Cyberattacks in Albuquerque latest to target public schools

When the superintendent of Albuquerque Public Schools announced earlier this week that the cyberattack would lead to the cancellation of classes for about 75,000 students, he said the district’s technology department had been preventing the attacks “for the past few weeks.”

Albuquerque is not alone, as five school districts in the state have been hit by major cyberattacks in the past two years, including one district that is still grappling with a post-Christmas cyberattack.

But it is reporting a cyber attack for the first time that required the cancellation of classes, all the more disruptive as schools try to learn in-person during the pandemic.

“If it seems like I’ve come to your homes to share hard news over the years, you’re right. And here I am again,” Superintendent Scott Elder said in a video address on Thursday. find themselves facing another challenge.”

Closed Thursdays and Fridays affect nearly one in five New Mexico schoolchildren, the nation’s 35th-largest school district by enrollment, according to 2019 data from the National Center for Education Statistics. The district was the last in the state to reopen last year with vaccines available.

The small town of Truth or Consequences discovered a cyberattack on December 28 and still has not regained control of its computer systems.

“We’re not out of the woods yet,” said Mike Torres, information technology director for the school system in Truth or Results, a small town in central New Mexico.

The attack has not been reported before. This happened while the students were on leave, giving them time to make contingency plans before the students returned. Torres says while “computer systems became unavailable” during the attack, disruption has been minimal.

Not so in Albuquerque, where teachers learned Wednesday morning that they had been locked out of a student information database that tracks attendance, records emergency contacts for students, and tracks which adults Students are allowed to take school days.

In 2019, Las Cruces Public Schools also suffered an attack on its student information database, following a phishing attack that led one or more employees to click a malicious link in an email months before that district’s information. Remembers Director of Technology Matt Dawkins.

After lurking and exploring the system of the district, some hacker or hackers carried out a ransomware attack. The data was locked in an encryption on several school computers, starting with the student database. A ransom was demanded in exchange for the key.

“It’s like when your house is robbed you know? That feeling of violation,” Dawkins said in an interview on Thursday, as his school went into lockdown a mile away because of an unrelated police call.

The school didn’t pay the ransom, and eventually found a way to reset their data systems to the state they were in the day before the attack. But it took months of work, and additional costs for a temporary Wi-Fi hotspot and some new computers. Insurance covered most of the cost of the attack.

In the past two years, at least four other New Mexico schools have been affected by costly cyberattacks, according to Patrick Sandoval, interim director of the New Mexico Public Schools Insurance Authority, which insures all New Mexico districts except Albuquerque.

Targets included universities, hospitals and a major fuel pipeline across the US in 2021. Data on the number of attacks and their cost is difficult to track, but the FBI’s 2020 Annual Report on Cyber ​​Attacks states that nearly $4.1 billion (about Rs 30498.465 crore) in damages were reported by institutions across the country that year. Went.

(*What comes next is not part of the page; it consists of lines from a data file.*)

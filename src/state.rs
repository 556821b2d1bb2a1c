//! Animation state owned by the lighting engine.

use crate::color::{BRT_MAX, HUE_MAX, Hsb, SAT_MAX};
use crate::effect::EffectId;

pub const SPEED_MIN: u8 = 1;
pub const SPEED_MAX: u8 = 5;

/// The single mutable state record of the engine.
///
/// Created at startup from persisted bytes (or compiled-in defaults),
/// mutated only inside the tick loop, and never destroyed while powered.
#[derive(Debug, Clone, PartialEq, Eq)]
pub struct AnimationState {
    pub color: Hsb,
    pub speed: u8,
    pub effect: EffectId,
    pub phase_step: u16,
    pub on: bool,
    pub status_active: bool,
    pub status_step: u16,
}

impl AnimationState {
    /// Color with hue shifted by one step, wrapping around the hue circle.
    pub(crate) fn hue_shifted(&self, direction: i8, step: u16) -> Hsb {
        let mut color = self.color;
        let shifted = i32::from(color.h) + i32::from(direction) * i32::from(step);
        color.h = shifted.rem_euclid(i32::from(HUE_MAX)) as u16;
        color
    }

    /// Color with saturation shifted by one step, clamped to `[0, 100]`.
    pub(crate) fn sat_shifted(&self, direction: i8, step: u8) -> Hsb {
        let mut color = self.color;
        let shifted = i16::from(color.s) + i16::from(direction) * i16::from(step);
        color.s = shifted.clamp(0, i16::from(SAT_MAX)) as u8;
        color
    }

    /// Color with brightness shifted by one step, clamped to `[0, 100]`.
    pub(crate) fn brt_shifted(&self, direction: i8, step: u8) -> Hsb {
        let mut color = self.color;
        let shifted = i16::from(color.b) + i16::from(direction) * i16::from(step);
        color.b = shifted.clamp(0, i16::from(BRT_MAX)) as u8;
        color
    }
}
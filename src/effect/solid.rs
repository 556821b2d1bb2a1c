//! Solid fill effect
//!
//! Fills the strip with the stored color. Does not advance the phase.

use crate::color::{BrightnessRange, Rgb, hsb_to_rgb};
use crate::state::AnimationState;

pub(super) fn render(state: &AnimationState, range: BrightnessRange, pixels: &mut [Rgb]) {
    let rgb = hsb_to_rgb(range.scale_min_max(state.color));
    pixels.fill(rgb);
}
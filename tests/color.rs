mod tests {
    use keyglow_engine::{BrightnessRange, Hsb, Rgb, hsb_to_rgb};

    #[test]
    fn test_primary_colors() {
        assert_eq!(hsb_to_rgb(Hsb::new(0, 100, 100)), Rgb { r: 255, g: 0, b: 0 });
        assert_eq!(
            hsb_to_rgb(Hsb::new(120, 100, 100)),
            Rgb { r: 0, g: 255, b: 0 }
        );
        assert_eq!(
            hsb_to_rgb(Hsb::new(240, 100, 100)),
            Rgb { r: 0, g: 0, b: 255 }
        );
    }

    #[test]
    fn test_grayscale() {
        assert_eq!(
            hsb_to_rgb(Hsb::new(0, 0, 100)),
            Rgb {
                r: 255,
                g: 255,
                b: 255
            }
        );
        assert_eq!(hsb_to_rgb(Hsb::new(200, 100, 0)), Rgb { r: 0, g: 0, b: 0 });
    }

    #[test]
    fn test_scale_min_max() {
        let range = BrightnessRange::new(20, 80).unwrap();
        assert_eq!(range.scale_min_max(Hsb::new(0, 0, 0)).b, 20);
        assert_eq!(range.scale_min_max(Hsb::new(0, 0, 100)).b, 80);
        assert_eq!(range.scale_min_max(Hsb::new(0, 0, 50)).b, 50);
    }

    #[test]
    fn test_scale_zero_max() {
        let range = BrightnessRange::new(20, 80).unwrap();
        assert_eq!(range.scale_zero_max(Hsb::new(0, 0, 0)).b, 0);
        assert_eq!(range.scale_zero_max(Hsb::new(0, 0, 100)).b, 80);
        assert_eq!(range.scale_zero_max(Hsb::new(0, 0, 50)).b, 40);
    }

    #[test]
    fn test_invalid_ranges() {
        assert!(BrightnessRange::new(80, 20).is_err());
        assert!(BrightnessRange::new(0, 120).is_err());
        assert!(BrightnessRange::new(50, 50).is_ok());
    }

    #[test]
    fn test_hsb_in_range() {
        assert!(Hsb::new(359, 100, 100).in_range());
        assert!(!Hsb::new(360, 100, 100).in_range());
        assert!(!Hsb::new(0, 101, 0).in_range());
        assert!(!Hsb::new(0, 0, 101).in_range());
    }
}
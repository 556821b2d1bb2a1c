//! Spectrum effect
//!
//! Cycles the whole strip through the hue circle, keeping the stored
//! saturation and brightness.

use crate::color::{BrightnessRange, HUE_MAX, Hsb, Rgb, hsb_to_rgb};
use crate::state::AnimationState;

pub(super) fn render(state: &mut AnimationState, range: BrightnessRange, pixels: &mut [Rgb]) {
    let hsb = Hsb {
        h: state.phase_step % HUE_MAX,
        ..state.color
    };
    pixels.fill(hsb_to_rgb(range.scale_min_max(hsb)));

    state.phase_step = (state.phase_step + u16::from(state.speed)) % HUE_MAX;
}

Dawkins said that if Albuquerque faces a ransomware situation that hasn’t been confirmed, it could face a more complex attack. Instead of holding the information hostage, ransomware attacks now threaten to sell the data online to the highest bidder. So student data in Albuquerque could not only be locked down, Dawkins said, but there is a risk of being shared with identity thieves and other bad actors.

Albuquerque Public Schools has not said if the cyberattack they face was a ransomware attack, only that their student information database was “compromised”, and that it is under laws to limit damages. Enforcement and working with contractors.

Whatever the reason, they face the same problems that Las Cruces faced in the days following the attack.

The database used to track attendance and that of other students was out of commission. It also felt that laptops needed to be quarantined and taken out of service, forcing teachers to work offline.

“Instantly our teaching department pivoted with pen and paper, you know, the old-fashioned kind of teaching so our print shop was printing materials. “The teachers were able to adapt very quickly,” Dawkins said.

Albuquerque public school officials did not elaborate on the decision to close the schools and on Thursday did not respond to requests about why the paper system was not possible.

The decision to continue classes at Las Cruces came at a cost. Dawkins said it probably took longer to erase and reset the school’s thousands of computers, while teachers and administrators were working normal hours, and they had to be without technology for weeks and weeks.

In January 2020, the district’s computers were up and running again—and in good time—the pandemic forced teachers and students to switch to distance learning just a few months later.